Address
- 177 Summit Street Norwood, Bergen County, New Jersey, 07648 United States
- Coordinates: 40°59′44″N 73°57′41″W﻿ / ﻿40.995665°N 73.961315°W

District information
- Grades: PreK-8
- Superintendent: Timothy Gouraige
- Business administrator: Michael Jordan
- Schools: 1

Students and staff
- Enrollment: 611 (as of 2024–25)
- Faculty: 49.0 FTEs
- Student–teacher ratio: 12.5:1

Other information
- District Factor Group: I
- Website: www.wearenorwood.org
| Ind. | Per pupil | District spending | Rank (*) | K-8 average | %± vs. average |
| 1A | Total Spending | $17,285 | 24 | $18,891 | −8.5% |
| 1 | Budgetary Cost | 13,871 | 29 | 14,159 | −2.0% |
| 2 | Classroom Instruction | 8,365 | 27 | 8,659 | −3.4% |
| 6 | Support Services | 2,525 | 46 | 2,167 | 16.5% |
| 8 | Administrative Cost | 1,367 | 9 | 1,547 | −11.6% |
| 10 | Operations & Maintenance | 1,519 | 30 | 1,612 | −5.8% |
| 13 | Extracurricular Activities | 95 | 23 | 104 | −8.7% |
| 16 | Median Teacher Salary | 63,341 | 39 | 61,136 |
Data from NJDoE 2014 Taxpayers' Guide to Education Spending. *Of K-8 districts with 401-750 students. Lowest spending=1; Highest=64

= Norwood Public School District =

School district in Bergen County, New Jersey, US

The Norwood Public School District is a community public school district that serves students in pre-kindergarten through eighth grade from Norwood, in Bergen County, in the U.S. state of New Jersey.

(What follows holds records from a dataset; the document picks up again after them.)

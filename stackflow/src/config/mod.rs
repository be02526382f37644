//! Configuration loaded from `stackflow.toml`.
//!
//! The file has four parts:
//! - `[environment]`: account, region and naming context
//! - `[orchestrator]`: state directory, concurrency, failure mode, leases
//! - `[driver]`: which driver applies stacks and how
//! - `[[stacks]]`: optional stack definitions; when absent the built-in
//!   to-do application catalog is used
//!
//! # Environment Variables
//!
//! - `STACKFLOW_CONFIG`: configuration file path (read by the binary)
//! - `STACKFLOW_STATE_DIR`: overrides `orchestrator.state_dir`
//! - `STACKFLOW_ARTIFACT`: artifact reference handed to the `service` stack
//! - `STACKFLOW_LOG_LEVEL`: log level when `RUST_LOG` is unset
//!
//! # Example
//!
//! ```no_run
//! use stackflow::config::StackflowConfig;
//!
//! # async fn example() -> Result<(), Box<dyn std::error::Error>> {
//! let mut config = StackflowConfig::from_file("stackflow.toml")?;
//! config.apply_env_overrides();
//!
//! let waves = config.waves(Some("1.4.2"))?;
//! let orchestrator = config.build_orchestrator().await?;
//! let run = orchestrator.deploy(&waves, Some(&["service"][..])).await?;
//! # Ok(())
//! # }
//! ```

mod settings;

pub use settings::{
    DriverKind, DriverSettings, LeaseStoreKind, OrchestratorSettings, DEFAULT_STATE_DIR,
    DEFAULT_TIMEOUT_SECONDS,
};

use crate::driver::{CommandDriver, SimulatedDriver, StackDriver};
use crate::errors::{ConfigurationError, ContractErrorInfo, StackflowError};
use crate::graph::{DependencyGraph, OrderedWaves};
use crate::orchestrator::{FileLeaseStore, InMemoryLeaseStore, LeaseStore, Orchestrator, RunJournal};
use crate::registry::{FileOutputRegistry, OutputRegistry};
use crate::stacks::{todo_app_catalog, ApplicationEnvironment, StackDescriptor, ARTIFACT_PARAMETER};
use serde::{Deserialize, Serialize};
use std::path::{Path, PathBuf};
use std::sync::Arc;
use tracing::{debug, info};

/// Default configuration file name.
pub const DEFAULT_CONFIG_FILE: &str = "stackflow.toml";

/// Environment variable overriding the state directory.
pub const STATE_DIR_ENV: &str = "STACKFLOW_STATE_DIR";

/// Environment variable carrying the artifact reference.
pub const ARTIFACT_ENV: &str = "STACKFLOW_ARTIFACT";

/// Environment variable carrying the log level.
pub const LOG_LEVEL_ENV: &str = "STACKFLOW_LOG_LEVEL";

const REGISTRY_FILE: &str = "outputs.json";
const RUNS_DIR: &str = "runs";
const LEASES_DIR: &str = "leases";
const SIMULATED_STATE_FILE: &str = "simulated-state.json";

/// Top-level configuration.
#[derive(Debug, Clone, Default, PartialEq, Eq, Serialize, Deserialize)]
#[serde(deny_unknown_fields)]
pub struct StackflowConfig {
    /// Deployment context shared by every stack.
    #[serde(default)]
    pub environment: ApplicationEnvironment,
    /// Orchestrator settings.
    #[serde(default)]
    pub orchestrator: OrchestratorSettings,
    /// Driver settings.
    #[serde(default)]
    pub driver: DriverSettings,
    /// Explicit stack definitions. Empty means the built-in catalog.
    #[serde(default, skip_serializing_if = "Vec::is_empty")]
    pub stacks: Vec<StackDescriptor>,
}

impl StackflowConfig {
    /// Parses and validates a TOML document.
    ///
    /// # Errors
    ///
    /// Returns a [`ConfigurationError`] if the document is malformed or invalid.
    pub fn from_toml_str(contents: &str) -> Result<Self, ConfigurationError> {
        let config: Self = toml::from_str(contents).map_err(|e| {
            ConfigurationError::new(format!("Failed to parse configuration: {e}")).with_error_info(
                ContractErrorInfo::new("STACK-002-CONFIG_PARSE", "Configuration file is not valid")
                    .with_fix_hint("Check the TOML syntax and the table/key names."),
            )
        })?;
        config.validate()?;
        Ok(config)
    }

    /// Loads a configuration file.
    ///
    /// # Errors
    ///
    /// Returns a [`ConfigurationError`] if the file cannot be read, parsed or
    /// validated.
    pub fn from_file(path: impl AsRef<Path>) -> Result<Self, ConfigurationError> {
        let path = path.as_ref();
        let contents = std::fs::read_to_string(path).map_err(|e| {
            ConfigurationError::new(format!(
                "Failed to read configuration file {}: {e}",
                path.display()
            ))
            .with_error_info(
                ContractErrorInfo::new("STACK-002-CONFIG_READ", "Configuration file could not be read")
                    .with_context_entry("path", path.display().to_string())
                    .with_fix_hint("Pass --config or set STACKFLOW_CONFIG to an existing file."),
            )
        })?;

        info!(path = %path.display(), "Loading configuration");
        Self::from_toml_str(&contents).map_err(|e| {
            ConfigurationError {
                message: format!("{}: {}", path.display(), e.message),
                ..e
            }
        })
    }

    /// Applies `STACKFLOW_*` overrides from the process environment.
    pub fn apply_env_overrides(&mut self) {
        self.apply_overrides(|key| std::env::var(key).ok());
    }

    /// Applies overrides read through `lookup`. Empty values are ignored.
    pub fn apply_overrides(&mut self, lookup: impl Fn(&str) -> Option<String>) {
        if let Some(dir) = lookup(STATE_DIR_ENV).filter(|v| !v.trim().is_empty()) {
            debug!(state_dir = %dir, "State directory overridden from environment");
            self.orchestrator.state_dir = PathBuf::from(dir);
        }
    }

    /// Replaces the state directory.
    #[must_use]
    pub fn with_state_dir(mut self, dir: impl Into<PathBuf>) -> Self {
        self.orchestrator.state_dir = dir.into();
        self
    }

    /// Checks cross-table invariants.
    ///
    /// # Errors
    ///
    /// Returns a [`ConfigurationError`] naming the offending key.
    pub fn validate(&self) -> Result<(), ConfigurationError> {
        if self.orchestrator.max_concurrency == 0 {
            return Err(ConfigurationError::new("orchestrator.max_concurrency must be at least 1"));
        }
        if self.orchestrator.state_dir.as_os_str().is_empty() {
            return Err(ConfigurationError::new("orchestrator.state_dir must not be empty"));
        }
        self.driver.validate()?;
        for desc in &self.stacks {
            desc.validate().map_err(|e| match e {
                StackflowError::Configuration(c) => c,
                other => ConfigurationError::new(other.to_string()).with_stacks(vec![desc.name.clone()]),
            })?;
        }
        Ok(())
    }

    /// Returns true if stacks come from the built-in catalog.
    #[must_use]
    pub fn uses_builtin_catalog(&self) -> bool {
        self.stacks.is_empty()
    }

    /// Builds the stack descriptors, handing `artifact` to stacks that take one.
    ///
    /// Explicit stacks receive the environment's base parameters when the
    /// `[environment]` table is complete; their own parameters win.
    ///
    /// # Errors
    ///
    /// Returns a [`ConfigurationError`] if the catalog needs a context value
    /// the environment lacks.
    pub fn descriptors(&self, artifact: Option<&str>) -> Result<Vec<StackDescriptor>, ConfigurationError> {
        if self.uses_builtin_catalog() {
            return todo_app_catalog(&self.environment, artifact);
        }

        let with_environment = self.environment.validate().is_ok();
        Ok(self
            .stacks
            .iter()
            .cloned()
            .map(|mut desc| {
                if with_environment {
                    let physical = self.environment.prefix(&desc.name);
                    for (key, value) in self.environment.base_parameters(physical) {
                        desc.parameters.entry(key).or_insert(value);
                    }
                }
                if let (Some(artifact), Some(value)) = (artifact, desc.parameters.get_mut(ARTIFACT_PARAMETER)) {
                    *value = artifact.to_string();
                }
                desc
            })
            .collect())
    }

    /// Builds and orders the dependency graph.
    ///
    /// # Errors
    ///
    /// Returns a configuration or cycle error.
    pub fn waves(&self, artifact: Option<&str>) -> Result<OrderedWaves, StackflowError> {
        DependencyGraph::build(self.descriptors(artifact)?)
    }

    /// State directory.
    #[must_use]
    pub fn state_dir(&self) -> &Path {
        &self.orchestrator.state_dir
    }

    /// Output registry file.
    #[must_use]
    pub fn registry_path(&self) -> PathBuf {
        self.state_dir().join(REGISTRY_FILE)
    }

    /// Run journal directory.
    #[must_use]
    pub fn journal_dir(&self) -> PathBuf {
        self.state_dir().join(RUNS_DIR)
    }

    /// Lease file directory.
    #[must_use]
    pub fn lease_dir(&self) -> PathBuf {
        self.state_dir().join(LEASES_DIR)
    }

    /// State file of the simulated driver.
    #[must_use]
    pub fn simulated_state_path(&self) -> PathBuf {
        self.state_dir().join(SIMULATED_STATE_FILE)
    }

    /// Builds the configured driver.
    ///
    /// # Errors
    ///
    /// Returns an error if the driver settings are incomplete or the simulated
    /// driver's state file cannot be loaded.
    pub async fn build_driver(&self) -> Result<Arc<dyn StackDriver>, StackflowError> {
        debug!(kind = %self.driver.kind, "Building driver");
        match self.driver.kind {
            DriverKind::Command => Ok(Arc::new(CommandDriver::new(self.driver.command_config()?))),
            DriverKind::Simulated => {
                let driver = SimulatedDriver::with_state_file(self.simulated_state_path()).await?;
                for (stack, code) in &self.driver.fail_stacks {
                    driver.fail_stack(stack, code);
                }
                Ok(Arc::new(driver))
            }
        }
    }

    /// Builds the configured lease store.
    ///
    /// # Errors
    ///
    /// Returns an error if the lease directory cannot be created.
    pub fn build_lease_store(&self) -> Result<Arc<dyn LeaseStore>, StackflowError> {
        match self.orchestrator.lease_store {
            LeaseStoreKind::File => Ok(Arc::new(FileLeaseStore::new(self.lease_dir())?)),
            LeaseStoreKind::Memory => Ok(Arc::new(InMemoryLeaseStore::new())),
        }
    }

    /// Opens the file-backed output registry.
    ///
    /// # Errors
    ///
    /// Returns an error if the registry file exists but cannot be loaded.
    pub async fn open_registry(&self) -> Result<Arc<dyn OutputRegistry>, StackflowError> {
        Ok(Arc::new(FileOutputRegistry::open(self.registry_path()).await?))
    }

    /// Opens the run journal.
    #[must_use]
    pub fn journal(&self) -> RunJournal {
        RunJournal::new(self.journal_dir())
    }

    /// Wires a fully configured orchestrator.
    ///
    /// # Errors
    ///
    /// Returns an error if the driver, registry or lease store cannot be set up.
    pub async fn build_orchestrator(&self) -> Result<Orchestrator, StackflowError> {
        let driver = self.build_driver().await?;
        let registry = self.open_registry().await?;
        let leases = self.build_lease_store()?;

        Ok(Orchestrator::new(driver, registry)
            .with_lease_store(leases)
            .with_failure_mode(self.orchestrator.failure_mode)
            .with_max_concurrency(self.orchestrator.max_concurrency)
            .with_journal(self.journal()))
    }
}

#[cfg(test)]
mod config_tests;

As of the 2024–25 school year, the district, comprised of one school, had an enrollment of 611 students and 49.0 classroom teachers (on an FTE basis), for a student–teacher ratio of 12.5:1.

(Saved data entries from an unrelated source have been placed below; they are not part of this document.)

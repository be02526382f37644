//! Small shared helpers: identifiers and name validation.

pub mod validation;

pub use validation::{
    is_valid_output_key, is_valid_stack_name, validate_output_key, validate_stack_name,
};

use uuid::Uuid;

/// Generates a time-ordered identifier for a deployment run.
///
/// UUID v7 ids sort by creation time, so archived runs list chronologically.
#[must_use]
pub fn generate_run_id() -> Uuid {
    Uuid::now_v7()
}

The district had been classified by the New Jersey Department of Education as being in District Factor Group "I", the second-highest of eight groupings. District Factor Groups organize districts statewide to allow comparison by common socioeconomic characteristics of the local districts. From lowest socioeconomic status to highest, the categories are A, B, CD, DE, FG, GH, I and J.

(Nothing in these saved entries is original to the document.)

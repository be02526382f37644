//! Wave ordering over the dependency graph.
//!
//! Kahn's algorithm, taking every zero in-degree stack at once so each
//! wave holds stacks with no edges between them.

use super::DependencyGraph;
use crate::errors::{ConfigurationError, ContractErrorInfo, CycleError};
use crate::stacks::StackDescriptor;
use serde::{Deserialize, Serialize};
use std::collections::{BTreeMap, BTreeSet, HashMap, HashSet, VecDeque};

/// `to` consumes at least one output of `from`.
#[derive(Debug, Clone, PartialEq, Eq, PartialOrd, Ord, Hash, Serialize, Deserialize)]
pub struct DependencyEdge {
    /// The upstream stack.
    pub from: String,
    /// The dependent stack.
    pub to: String,
}

impl DependencyEdge {
    /// Creates a new edge.
    #[must_use]
    pub fn new(from: impl Into<String>, to: impl Into<String>) -> Self {
        Self {
            from: from.into(),
            to: to.into(),
        }
    }
}

/// A dependency graph ordered into deployment waves.
///
/// Every stack's dependencies sit in a strictly earlier wave, and stacks
/// within a wave are sorted by name.
#[derive(Debug, Clone)]
pub struct OrderedWaves {
    graph: DependencyGraph,
    waves: Vec<Vec<String>>,
    wave_index: HashMap<String, usize>,
    dependencies: BTreeMap<String, BTreeSet<String>>,
    dependents: BTreeMap<String, BTreeSet<String>>,
}

impl OrderedWaves {
    pub(super) fn new(graph: DependencyGraph, waves: Vec<Vec<String>>) -> Self {
        let mut wave_index = HashMap::new();
        for (idx, wave) in waves.iter().enumerate() {
            for name in wave {
                wave_index.insert(name.clone(), idx);
            }
        }

        let mut dependencies: BTreeMap<String, BTreeSet<String>> = graph
            .descriptors
            .keys()
            .map(|name| (name.clone(), BTreeSet::new()))
            .collect();
        let mut dependents = dependencies.clone();
        for edge in &graph.edges {
            if let Some(deps) = dependencies.get_mut(&edge.to) {
                deps.insert(edge.from.clone());
            }
            if let Some(children) = dependents.get_mut(&edge.from) {
                children.insert(edge.to.clone());
            }
        }

        Self {
            graph,
            waves,
            wave_index,
            dependencies,
            dependents,
        }
    }

    /// Returns the waves in deployment order.
    #[must_use]
    pub fn waves(&self) -> &[Vec<String>] {
        &self.waves
    }

    /// Returns the number of waves.
    #[must_use]
    pub fn wave_count(&self) -> usize {
        self.waves.len()
    }

    /// Returns the number of stacks.
    #[must_use]
    pub fn stack_count(&self) -> usize {
        self.graph.descriptors.len()
    }

    /// Returns the stack names in deployment order.
    pub fn stack_names(&self) -> impl Iterator<Item = &str> {
        self.waves.iter().flatten().map(String::as_str)
    }

    /// Returns true if the graph defines `name`.
    #[must_use]
    pub fn contains(&self, name: &str) -> bool {
        self.graph.descriptors.contains_key(name)
    }

    /// Returns the descriptor of a stack.
    #[must_use]
    pub fn descriptor(&self, name: &str) -> Option<&StackDescriptor> {
        self.graph.descriptors.get(name)
    }

    /// Returns every descriptor, sorted by name.
    pub fn descriptors(&self) -> impl Iterator<Item = &StackDescriptor> {
        self.graph.descriptors.values()
    }

    /// Returns the dependency edges.
    #[must_use]
    pub fn edges(&self) -> &BTreeSet<DependencyEdge> {
        &self.graph.edges
    }

    /// Returns the wave a stack belongs to.
    #[must_use]
    pub fn wave_of(&self, name: &str) -> Option<usize> {
        self.wave_index.get(name).copied()
    }

    /// Returns the stacks `name` directly consumes outputs of.
    #[must_use]
    pub fn dependencies_of(&self, name: &str) -> Option<&BTreeSet<String>> {
        self.dependencies.get(name)
    }

    /// Returns the stacks that directly consume outputs of `name`.
    #[must_use]
    pub fn dependents_of(&self, name: &str) -> Option<&BTreeSet<String>> {
        self.dependents.get(name)
    }

    /// Returns the targets plus every stack they transitively depend on.
    ///
    /// # Errors
    ///
    /// Returns a [`ConfigurationError`] if a target is not defined.
    pub fn upstream_closure<S: AsRef<str>>(&self, targets: &[S]) -> Result<BTreeSet<String>, ConfigurationError> {
        let unknown: Vec<String> = targets
            .iter()
            .map(AsRef::as_ref)
            .filter(|t| !self.contains(t))
            .map(str::to_string)
            .collect();
        if !unknown.is_empty() {
            return Err(ConfigurationError::new(format!(
                "Unknown target stack(s): {}",
                unknown.join(", ")
            ))
            .with_stacks(unknown)
            .with_error_info(ContractErrorInfo::new(
                "STACK-002-UNKNOWN_STACK",
                "Deployment targets must name defined stacks",
            )));
        }

        Ok(self.walk(targets.iter().map(AsRef::as_ref), &self.dependencies))
    }

    /// Returns every stack that transitively depends on `name`, excluding `name`.
    #[must_use]
    pub fn transitive_dependents(&self, name: &str) -> BTreeSet<String> {
        let mut found = self.walk(std::iter::once(name), &self.dependents);
        found.remove(name);
        found
    }

    fn walk<'a>(
        &self,
        start: impl Iterator<Item = &'a str>,
        adjacency: &BTreeMap<String, BTreeSet<String>>,
    ) -> BTreeSet<String> {
        let mut seen = BTreeSet::new();
        let mut queue: VecDeque<String> = start.map(str::to_string).collect();

        while let Some(node) = queue.pop_front() {
            if !seen.insert(node.clone()) {
                continue;
            }
            if let Some(next) = adjacency.get(&node) {
                queue.extend(next.iter().filter(|n| !seen.contains(*n)).cloned());
            }
        }

        seen
    }
}

/// Computes waves with Kahn's algorithm.
pub(super) fn order_waves(
    descriptors: &BTreeMap<String, StackDescriptor>,
    edges: &BTreeSet<DependencyEdge>,
) -> Result<Vec<Vec<String>>, CycleError> {
    let mut in_degree: BTreeMap<&str, usize> = descriptors.keys().map(|n| (n.as_str(), 0)).collect();
    let mut successors: HashMap<&str, Vec<&str>> = HashMap::new();

    for edge in edges {
        if let Some(count) = in_degree.get_mut(edge.to.as_str()) {
            *count += 1;
        }
        successors.entry(edge.from.as_str()).or_default().push(edge.to.as_str());
    }

    let mut waves = Vec::new();
    let mut placed = 0;

    while placed < descriptors.len() {
        // BTreeMap iteration keeps each wave sorted by name
        let wave: Vec<&str> = in_degree
            .iter()
            .filter(|(_, &count)| count == 0)
            .map(|(name, _)| *name)
            .collect();

        if wave.is_empty() {
            let remaining: Vec<String> = in_degree.keys().map(|n| (*n).to_string()).collect();
            let cycle_path = find_cycle(&remaining, descriptors);
            return Err(CycleError::new(remaining, cycle_path));
        }

        for name in &wave {
            in_degree.remove(name);
            if let Some(children) = successors.get(name) {
                for child in children {
                    if let Some(count) = in_degree.get_mut(child) {
                        *count = count.saturating_sub(1);
                    }
                }
            }
        }

        placed += wave.len();
        waves.push(wave.into_iter().map(str::to_string).collect());
    }

    Ok(waves)
}

/// Finds one concrete cycle among the unplaced stacks.
fn find_cycle(remaining: &[String], descriptors: &BTreeMap<String, StackDescriptor>) -> Vec<String> {
    let remaining: HashSet<&str> = remaining.iter().map(String::as_str).collect();
    let mut visited = HashSet::new();
    let mut rec_stack = HashSet::new();
    let mut path = Vec::new();

    fn dfs<'a>(
        node: &'a str,
        remaining: &HashSet<&'a str>,
        descriptors: &'a BTreeMap<String, StackDescriptor>,
        visited: &mut HashSet<&'a str>,
        rec_stack: &mut HashSet<&'a str>,
        path: &mut Vec<&'a str>,
    ) -> Option<Vec<String>> {
        visited.insert(node);
        rec_stack.insert(node);
        path.push(node);

        if let Some(desc) = descriptors.get(node) {
            for dep in desc.upstream_stacks() {
                if !remaining.contains(dep) {
                    continue;
                }
                if rec_stack.contains(dep) {
                    let start = path.iter().position(|n| *n == dep).unwrap_or(0);
                    let mut cycle: Vec<String> = path[start..].iter().map(|n| (*n).to_string()).collect();
                    cycle.push(dep.to_string());
                    return Some(cycle);
                }
                if !visited.contains(dep) {
                    if let Some(cycle) = dfs(dep, remaining, descriptors, visited, rec_stack, path) {
                        return Some(cycle);
                    }
                }
            }
        }

        path.pop();
        rec_stack.remove(node);
        None
    }

    let mut starts: Vec<&str> = remaining.iter().copied().collect();
    starts.sort_unstable();
    for start in starts {
        if !visited.contains(start) {
            if let Some(cycle) = dfs(start, &remaining, descriptors, &mut visited, &mut rec_stack, &mut path) {
                return cycle;
            }
        }
    }

    Vec::new()
}

#[cfg(test)]
mod tests {
    use super::*;
    use crate::errors::StackflowError;
    use pretty_assertions::assert_eq;

    fn scenario_a() -> Vec<StackDescriptor> {
        vec![
            StackDescriptor::new("service")
                .with_required_input("network", "vpcId")
                .with_required_input("certificate", "certArn")
                .with_declared_output("serviceUrl"),
            StackDescriptor::new("network").with_declared_output("vpcId"),
            StackDescriptor::new("certificate").with_declared_output("certArn"),
        ]
    }

    fn waves(list: &[&[&str]]) -> Vec<Vec<String>> {
        list.iter()
            .map(|w| w.iter().map(|s| (*s).to_string()).collect())
            .collect()
    }

    #[test]
    fn test_scenario_a_waves() {
        let ordered = DependencyGraph::build(scenario_a()).unwrap();
        assert_eq!(ordered.waves(), waves(&[&["certificate", "network"], &["service"]]).as_slice());
        assert_eq!(ordered.wave_of("service"), Some(1));
    }

    #[test]
    fn test_waves_are_deterministic() {
        let first = DependencyGraph::build(scenario_a()).unwrap();
        let mut reversed = scenario_a();
        reversed.reverse();
        let second = DependencyGraph::build(reversed).unwrap();

        assert_eq!(first.waves(), second.waves());
    }

    #[test]
    fn test_dependencies_in_strictly_earlier_wave() {
        let ordered = DependencyGraph::build(vec![
            StackDescriptor::new("a").with_declared_output("x"),
            StackDescriptor::new("b").with_required_input("a", "x").with_declared_output("y"),
            StackDescriptor::new("c").with_required_input("b", "y").with_required_input("a", "x"),
            StackDescriptor::new("d").with_declared_output("z"),
            StackDescriptor::new("e").with_required_input("d", "z"),
        ])
        .unwrap();

        for edge in ordered.edges() {
            assert!(ordered.wave_of(&edge.from).unwrap() < ordered.wave_of(&edge.to).unwrap());
        }
        assert_eq!(ordered.waves(), waves(&[&["a", "d"], &["b", "e"], &["c"]]).as_slice());
    }

    #[test]
    fn test_cycle_reported_without_partial_order() {
        let err = DependencyGraph::build(vec![
            StackDescriptor::new("root").with_declared_output("r"),
            StackDescriptor::new("a")
                .with_required_input("c", "z")
                .with_required_input("root", "r")
                .with_declared_output("x"),
            StackDescriptor::new("b").with_required_input("a", "x").with_declared_output("y"),
            StackDescriptor::new("c").with_required_input("b", "y").with_declared_output("z"),
            StackDescriptor::new("tail").with_required_input("c", "z"),
        ])
        .unwrap_err();

        let StackflowError::Cycle(cycle) = err else {
            panic!("expected a cycle error, got {err:?}");
        };
        assert_eq!(cycle.stacks, vec!["a", "b", "c", "tail"]);
        assert_eq!(cycle.cycle_path.first(), cycle.cycle_path.last());
        assert_eq!(cycle.cycle_path.len(), 4);
        assert!(!cycle.cycle_path.contains(&"root".to_string()));
    }

    #[test]
    fn test_upstream_closure() {
        let ordered = DependencyGraph::build(scenario_a()).unwrap();

        let closure = ordered.upstream_closure(&["service"]).unwrap();
        assert_eq!(closure.into_iter().collect::<Vec<_>>(), vec!["certificate", "network", "service"]);

        let closure = ordered.upstream_closure(&["network"]).unwrap();
        assert_eq!(closure.into_iter().collect::<Vec<_>>(), vec!["network"]);

        assert!(ordered.upstream_closure(&["database"]).is_err());
    }

    #[test]
    fn test_transitive_dependents() {
        let ordered = DependencyGraph::build(vec![
            StackDescriptor::new("a").with_declared_output("x"),
            StackDescriptor::new("b").with_required_input("a", "x").with_declared_output("y"),
            StackDescriptor::new("c").with_required_input("b", "y"),
            StackDescriptor::new("d"),
        ])
        .unwrap();

        assert_eq!(ordered.transitive_dependents("a").into_iter().collect::<Vec<_>>(), vec!["b", "c"]);
        assert!(ordered.transitive_dependents("d").is_empty());
        assert_eq!(ordered.dependents_of("a").unwrap().len(), 1);
        assert_eq!(ordered.dependencies_of("c").unwrap().len(), 1);
    }

    #[test]
    fn test_stack_names_follow_wave_order() {
        let ordered = DependencyGraph::build(scenario_a()).unwrap();
        assert_eq!(ordered.stack_names().collect::<Vec<_>>(), vec!["certificate", "network", "service"]);
        assert_eq!(ordered.stack_count(), 3);
        assert_eq!(ordered.wave_count(), 2);
    }
}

Students in public school for ninth through twelfth grades attend Northern Valley Regional High School at Old Tappan, together with students from Harrington Park, Northvale and Old Tappan, along with students from Rockleigh who attend the high school as part of a sending/receiving relationship. The school is one of the two schools of the Northern Valley Regional High School District, which also serves students from the neighboring communities of Closter, Demarest and Haworth at the Northern Valley Regional High School at Demarest. As of the 2024–25 school year, the high school had an enrollment of 1,086 students and 106.6 classroom teachers (on an FTE basis), for a student–teacher ratio of 10.2:1.
The district participates in special education programs offered by Region III, one of seven such regional programs in Bergen County. Region III coordinates and develops special education programs for the 1,000 students with learning disabilities in the region, which also includes the Alpine, Closter, Demarest, Harrington Park, Haworth, Northvale and Old Tappan districts, as well as the Northern Valley Regional High School District.

==Schools==
- Norwood Public School served 583 students in grades PreK–8 as of the 2024–25 school year.
  - Kathleen DeRosa, principal for grades PreK–4
  - Steven G. Pellegrino, principal for grades 5–8

==Administration==
Core members of the district's administration are:
- Timothy Gouraige, superintendent
- Michael Jordan, business administrator and board secretary

==Board of education==
The district's board of education, comprised of seven members, sets policy and oversees the fiscal and educational operation of the district through its administration. As a Type II school district, the board's trustees are elected directly by voters to serve three-year terms of office on a staggered basis, with either two or three seats up for election each year held (since 2014) as part of the November general election. The board appoints a superintendent to oversee the district's day-to-day operations and a business administrator to supervise the business functions of the district.